6. "The Mod Squad" - I don't feel teenaged undercover cops would work so well either particularly ones that were clearly dated when they aired the first time.
7 . Blaxploitation - Some would say it's alive and well with Tyler Perry but he looks like Bergman compared to some of that old stuff. "Blackula"?
Well this is just some off the top of my haid at 3:00 AM on a Sunday morning.
Worf
My dad wouldn't allow "Hogan's Heroes" on the television when he was home. Part of it was that he saw nothing funny about a POW camp, but I think that turning his former enemies into hapless clowns was a sore point. His view was that it took the world to defeat the German Third Reich and that while that nation's leadership deserved scorn and condemnation, the average German soldier was much like him: doing his best just to survive the pure hell around him, and worthy of respect. He felt that he had more in common with former enemies that he had faced in North Africa, or Normandy, or the Ardennes, than he had with American civilians who had known no greater privations than meat or gas rationing. Turning them into characters of fun in a sitcom for the sake of a few laughs was, to his mind, belittling his own war experiences.

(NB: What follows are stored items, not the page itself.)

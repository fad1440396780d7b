use std::cell::{Cell, RefCell};
use std::rc::Rc;

use canvas_session::surface::StackMove;
use canvas_session::{
    Canvas, DrawingSurface, EditorSession, HandlerResult, HistoryOutcome, ObjectId, RestoreError,
    SerializeError, SessionConfig, SessionError, SessionEvent, Snapshot, SurfaceEvent, SurfaceObject, Topic,
};

fn init_logging() {
    let _ = env_logger::builder().is_test(true).try_init();
}

fn create_session() -> (Rc<RefCell<Canvas>>, EditorSession) {
    init_logging();
    let canvas = Rc::new(RefCell::new(Canvas::new(800.0, 600.0)));
    let session = EditorSession::new(canvas.clone(), SessionConfig::default());
    (canvas, session)
}

fn moved(outcome: HistoryOutcome) -> Snapshot {
    match outcome {
        HistoryOutcome::Moved(snapshot) => snapshot,
        HistoryOutcome::NoOp => panic!("expected the history cursor to move"),
    }
}

#[test]
fn test_add_move_undo_redo_scenario() {
    let (canvas, session) = create_session();
    let s0 = session.current_snapshot().unwrap();

    // Add an object: one settled change
    let id = session
        .edit(|surface| surface.add(SurfaceObject::rect(10.0, 10.0, 50.0, 50.0)))
        .unwrap();
    let s1 = session.current_snapshot().unwrap();
    assert_eq!(session.history_len(), 2);

    // Drag it: transient events do not commit
    canvas.borrow_mut().translate(id, 5.0, 0.0);
    canvas.borrow_mut().translate(id, 5.0, 5.0);
    session.flush_surface_events().unwrap();
    assert_eq!(session.history_len(), 2);

    // Drag end commits
    canvas.borrow_mut().finish_transform(id);
    session.flush_surface_events().unwrap();
    let s2 = session.current_snapshot().unwrap();
    assert_eq!(session.history_len(), 3);
    assert_ne!(s1, s2);

    assert_eq!(moved(session.undo().unwrap()), s1);
    assert_eq!(canvas.borrow().object(id).unwrap().left, 10.0);
    assert_eq!(moved(session.undo().unwrap()), s0);
    assert!(canvas.borrow().is_empty());
    assert_eq!(moved(session.redo().unwrap()), s1);
    assert_eq!(canvas.borrow().len(), 1);
}

#[test]
fn test_undo_redo_are_no_ops_at_boundaries() {
    let (_canvas, session) = create_session();
    let initial = session.current_snapshot();

    assert!(session.undo().unwrap().is_no_op());
    assert!(session.redo().unwrap().is_no_op());
    assert_eq!(session.current_snapshot(), initial);
    assert_eq!(session.history_cursor(), Some(0));
}

#[test]
fn test_commit_after_undo_discards_redo_tail() {
    let (canvas, session) = create_session();
    let a = session.edit(|s| s.add(SurfaceObject::rect(0.0, 0.0, 10.0, 10.0))).unwrap();
    session.edit(|s| s.add(SurfaceObject::rect(20.0, 0.0, 10.0, 10.0))).unwrap();

    session.undo().unwrap();
    assert!(session.can_redo());

    canvas.borrow_mut().translate(a, 1.0, 1.0);
    canvas.borrow_mut().finish_transform(a);
    session.flush_surface_events().unwrap();

    assert!(!session.can_redo());
    assert!(session.redo().unwrap().is_no_op());
    assert_eq!(session.history_len(), 3);
    assert_eq!(canvas.borrow().len(), 1);
}

#[test]
fn test_restore_never_grows_history() {
    let (_canvas, session) = create_session();
    for i in 0..3 {
        session
            .edit(|s| s.add(SurfaceObject::rect(i as f32 * 20.0, 0.0, 10.0, 10.0)))
            .unwrap();
    }
    assert_eq!(session.history_len(), 4);

    session.undo().unwrap();
    session.undo().unwrap();
    session.redo().unwrap();
    assert_eq!(session.history_len(), 4);
    assert_eq!(session.history_cursor(), Some(2));
}

#[test]
fn test_capacity_limit_evicts_oldest() {
    init_logging();
    let canvas = Rc::new(RefCell::new(Canvas::default()));
    let config = SessionConfig::default().with_history_capacity(Some(3));
    let session = EditorSession::new(canvas.clone(), config);

    for i in 0..5 {
        session
            .edit(|s| s.add(SurfaceObject::rect(i as f32, 0.0, 1.0, 1.0)))
            .unwrap();
    }
    assert_eq!(session.history_len(), 3);

    // Only two steps back are left: 5 objects -> 4 -> 3
    assert!(!session.undo().unwrap().is_no_op());
    assert!(!session.undo().unwrap().is_no_op());
    assert!(session.undo().unwrap().is_no_op());
    assert_eq!(canvas.borrow().len(), 3);
}

#[test]
fn test_history_events_are_published() {
    let (_canvas, session) = create_session();
    let log = Rc::new(RefCell::new(Vec::new()));

    for topic in [Topic::HISTORY_COMMITTED, Topic::HISTORY_UNDO, Topic::HISTORY_REDO] {
        let log = Rc::clone(&log);
        let name = topic.to_string();
        session.events().subscribe(
            topic,
            Rc::new(move |event: &SessionEvent| -> HandlerResult {
                if let SessionEvent::HistoryCommitted { cursor, .. } | SessionEvent::HistoryMoved { cursor, .. } = event
                {
                    log.borrow_mut().push(format!("{}@{}", name, cursor));
                }
                Ok(())
            }),
        );
    }

    session.edit(|s| s.add(SurfaceObject::rect(0.0, 0.0, 10.0, 10.0))).unwrap();
    session.undo().unwrap();
    session.redo().unwrap();

    assert_eq!(
        *log.borrow(),
        vec!["history:committed@1", "history:undo@0", "history:redo@1"]
    );
}

#[test]
fn test_import_records_new_history_point() {
    let (canvas, session) = create_session();
    session.edit(|s| s.add(SurfaceObject::rect(0.0, 0.0, 10.0, 10.0))).unwrap();
    let exported = session.export_snapshot().unwrap();

    let other_canvas = Rc::new(RefCell::new(Canvas::new(800.0, 600.0)));
    let other = EditorSession::new(other_canvas.clone(), SessionConfig::default());
    let imported = Rc::new(Cell::new(false));
    let flag = Rc::clone(&imported);
    other.events().subscribe(
        Topic::SNAPSHOT_IMPORTED,
        Rc::new(move |_: &SessionEvent| -> HandlerResult {
            flag.set(true);
            Ok(())
        }),
    );

    other.import_snapshot(&exported).unwrap();
    assert!(imported.get());
    assert_eq!(other_canvas.borrow().len(), 1);
    assert_eq!(other.history_len(), 2);

    // The import itself is undoable
    other.undo().unwrap();
    assert!(other_canvas.borrow().is_empty());
    assert_eq!(canvas.borrow().len(), 1);
}

#[test]
fn test_malformed_import_leaves_state_untouched() {
    let (canvas, session) = create_session();
    session.edit(|s| s.add(SurfaceObject::rect(0.0, 0.0, 10.0, 10.0))).unwrap();

    let err = session.import_snapshot(&Snapshot::from("not json")).unwrap_err();
    assert!(matches!(err, SessionError::Restore(RestoreError::Malformed(_))));
    assert_eq!(canvas.borrow().len(), 1);
    assert_eq!(session.history_len(), 2);

    let err = session
        .import_snapshot(&Snapshot::from(r#"{"version":99,"width":1,"height":1,"objects":[]}"#))
        .unwrap_err();
    assert!(matches!(
        err,
        SessionError::Restore(RestoreError::Version { found: 99, .. })
    ));
}

/// Canvas wrapper whose restores and serializations can be made to fail on demand
struct FlakySurface {
    inner: Canvas,
    fail_restore: bool,
    fail_serialize: bool,
}

impl FlakySurface {
    fn new() -> Self {
        Self {
            inner: Canvas::default(),
            fail_restore: false,
            fail_serialize: false,
        }
    }
}

impl DrawingSurface for FlakySurface {
    fn serialize(&self) -> Result<Snapshot, SerializeError> {
        if self.fail_serialize {
            let err = serde_json::from_str::<u32>("not a number").unwrap_err();
            return Err(SerializeError::Json(err));
        }
        self.inner.serialize()
    }

    fn restore(&mut self, snapshot: &Snapshot) -> Result<(), RestoreError> {
        if self.fail_restore {
            return Err(RestoreError::Version { found: 0, expected: 1 });
        }
        self.inner.restore(snapshot)
    }

    fn take_events(&mut self) -> Vec<SurfaceEvent> {
        self.inner.take_events()
    }

    fn size(&self) -> (f32, f32) {
        self.inner.size()
    }

    fn objects(&self) -> Vec<ObjectId> {
        self.inner.objects()
    }

    fn object(&self, id: ObjectId) -> Option<&SurfaceObject> {
        self.inner.object(id)
    }

    fn object_mut(&mut self, id: ObjectId) -> Option<&mut SurfaceObject> {
        self.inner.object_mut(id)
    }

    fn add(&mut self, object: SurfaceObject) -> ObjectId {
        self.inner.add(object)
    }

    fn remove(&mut self, id: ObjectId) -> Option<SurfaceObject> {
        self.inner.remove(id)
    }

    fn selection(&self) -> Vec<ObjectId> {
        self.inner.selection()
    }

    fn set_selection(&mut self, ids: Vec<ObjectId>) {
        self.inner.set_selection(ids)
    }

    fn clear_selection(&mut self) {
        self.inner.clear_selection()
    }

    fn restack(&mut self, id: ObjectId, to: StackMove) -> bool {
        self.inner.restack(id, to)
    }

    fn group(&mut self, ids: &[ObjectId]) -> Option<ObjectId> {
        self.inner.group(ids)
    }

    fn ungroup(&mut self, id: ObjectId) -> Vec<ObjectId> {
        self.inner.ungroup(id)
    }

    fn mark_committed(&mut self, id: ObjectId) {
        self.inner.mark_committed(id)
    }
}

#[test]
fn test_failed_restore_rolls_back_cursor() {
    init_logging();
    let surface = Rc::new(RefCell::new(FlakySurface::new()));
    let session = EditorSession::new(surface.clone(), SessionConfig::default());
    session.edit(|s| s.add(SurfaceObject::rect(0.0, 0.0, 10.0, 10.0))).unwrap();
    assert_eq!(session.history_cursor(), Some(1));

    surface.borrow_mut().fail_restore = true;
    assert!(session.undo().is_err());
    assert_eq!(session.history_cursor(), Some(1));
    assert_eq!(surface.borrow().objects().len(), 1);

    surface.borrow_mut().fail_restore = false;
    assert!(!session.undo().unwrap().is_no_op());
    assert_eq!(session.history_cursor(), Some(0));
    assert!(surface.borrow().objects().is_empty());
}

#[test]
fn test_failed_serialize_is_reported_at_commit() {
    init_logging();
    let surface = Rc::new(RefCell::new(FlakySurface::new()));
    let session = EditorSession::new(surface.clone(), SessionConfig::default());

    surface.borrow_mut().fail_serialize = true;
    let err = session
        .edit(|s| s.add(SurfaceObject::rect(0.0, 0.0, 10.0, 10.0)))
        .unwrap_err();
    assert!(matches!(err, SessionError::Serialize(_)));
    assert_eq!(session.history_len(), 1);
    assert!(session.export_snapshot().is_err());

    // Nothing broken was recorded, so undo stays a no-op
    surface.borrow_mut().fail_serialize = false;
    assert!(session.undo().unwrap().is_no_op());
}

#[test]
fn test_one_history_entry_per_edit() {
    let (canvas, session) = create_session();
    let before = session.current_snapshot().unwrap();

    session
        .edit(|s| {
            s.add(SurfaceObject::rect(0.0, 0.0, 10.0, 10.0));
            s.add(SurfaceObject::rect(20.0, 0.0, 10.0, 10.0));
        })
        .unwrap();
    assert_eq!(session.history_len(), 2);
    assert_eq!(canvas.borrow().len(), 2);

    assert_eq!(moved(session.undo().unwrap()), before);
    assert!(canvas.borrow().is_empty());
}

On the other hand, when we were watching Mel Brook's "The Producers" (1968) for the first time, and the opening song and dance number of the ill fated musical ("Springtime For Hitler") was on, he was laughing so hard that I thought he would have an M.I. The remake movie with Matthew Broderick (as well as stage productions of the same title that made the rounds about the same time) never quite had the punch that the original movie with Zero Mostel and Gene Wilder did. My theory is that the idea of a movie about producing a guaranteed flop theatrical, a musical about Adolf Hitler that ended up being an unplanned smash comedy, was so audacious and so outrageous in 1968, when Hitler had been gone for less than a quarter of a century and memories were still fresh, simply could not be replayed 30+ years later. By that time, we had lived to hear the strains of "Springtime for Hitler" on department store Muzak recordings, so you might say that the Coke in that open bottle had lost its fizz.